[Saved data entries]
- - - - -

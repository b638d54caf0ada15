//! Host-side mirror of the visible strip
//!
//! A real surface keeps one view per visible glyph and animates each
//! [`RotationEvent`] as a slide-out at the front and a slide-in at the back.
//! The headless host keeps the same bookkeeping as plain strings so the
//! reported strip always matches what a surface would be showing.

use std::fmt;

use rotor_core::RotationEvent;
use serde::Serialize;

/// The glyphs a surface currently shows, in display order
#[derive(Debug, Clone, Default, PartialEq, Eq, Serialize)]
pub struct StripMirror {
    glyphs: Vec<String>,
}

impl StripMirror {
    /// Start from the sequencer's initial strip
    pub fn new(glyphs: Vec<String>) -> Self {
        Self { glyphs }
    }

    /// Apply one rotation
    ///
    /// Returns `false` and leaves the mirror untouched when the event does
    /// not line up with it; the caller should then resync from the sequencer.
    pub fn apply(&mut self, event: &RotationEvent) -> bool {
        let lines_up = self.glyphs.get(event.removed_index) == Some(&event.evicted_value)
            && event.inserted_index < self.glyphs.len();
        if !lines_up {
            return false;
        }
        self.glyphs.remove(event.removed_index);
        self.glyphs
            .insert(event.inserted_index, event.inserted_value.clone());
        true
    }

    /// Replace the mirror wholesale
    pub fn resync(&mut self, glyphs: Vec<String>) {
        self.glyphs = glyphs;
    }

    pub fn glyphs(&self) -> &[String] {
        &self.glyphs
    }
}

impl fmt::Display for StripMirror {
    fn fmt(&self, f: &mut fmt::Formatter<'_>) -> fmt::Result {
        write!(f, "[{}]", self.glyphs.join(" | "))
    }
}

/// One line of `--json` output
#[derive(Debug, Serialize)]
pub struct RotationReport<'a> {
    #[serde(flatten)]
    pub event: &'a RotationEvent,
    pub strip: &'a [String],
}

#[cfg(test)]
mod tests {
    use super::*;

    fn strip(glyphs: &[&str]) -> StripMirror {
        StripMirror::new(glyphs.iter().map(|g| (*g).to_string()).collect())
    }

    #[test]
    fn test_apply_rotation() {
        let mut mirror = strip(&["B", "D"]);
        let event = RotationEvent::rotation(2, "B", "C", 1);

        assert!(mirror.apply(&event));
        assert_eq!(mirror.glyphs(), ["D", "C"]);
        assert_eq!(mirror.to_string(), "[D | C]");
    }

    #[test]
    fn test_mismatched_event_is_rejected() {
        let mut mirror = strip(&["A", "B"]);
        let event = RotationEvent::rotation(2, "Z", "C", 4);

        assert!(!mirror.apply(&event));
        assert_eq!(mirror.glyphs(), ["A", "B"]);

        mirror.resync(vec!["B".into(), "C".into()]);
        assert_eq!(mirror.glyphs(), ["B", "C"]);
    }

    #[test]
    fn test_out_of_range_insert_leaves_mirror_untouched() {
        let mut mirror = strip(&["A", "B"]);
        // built for a strip of three, so the insert lands past the end
        let event = RotationEvent::rotation(3, "A", "C", 1);

        assert!(!mirror.apply(&event));
        assert_eq!(mirror.glyphs(), ["A", "B"]);
    }

    #[test]
    fn test_empty_mirror_rejects_events() {
        let mut mirror = StripMirror::default();
        let event = RotationEvent::rotation(1, "A", "B", 1);
        assert!(!mirror.apply(&event));
    }

    #[test]
    fn test_report_flattens_event() {
        let event = RotationEvent::rotation(2, "B", "C", 7);
        let mirror = strip(&["D", "C"]);
        let report = RotationReport {
            event: &event,
            strip: mirror.glyphs(),
        };

        let json = serde_json::to_value(&report).unwrap();
        assert_eq!(json["tick"], 7);
        assert_eq!(json["inserted_value"], "C");
        assert_eq!(json["strip"], serde_json::json!(["D", "C"]));
    }
}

- - - - -

### Work instruction
Write out the records above exactly, from the opening line to the line with "at the back.", including both, with nothing added.

### Output for this exercise
repository b638d54caf0ada15
//! Host-side mirror of the visible strip
//!
//! A real surface keeps one view per visible glyph and animates each
//! [`RotationEvent`] as a slide-out at the front and a slide-in at the back.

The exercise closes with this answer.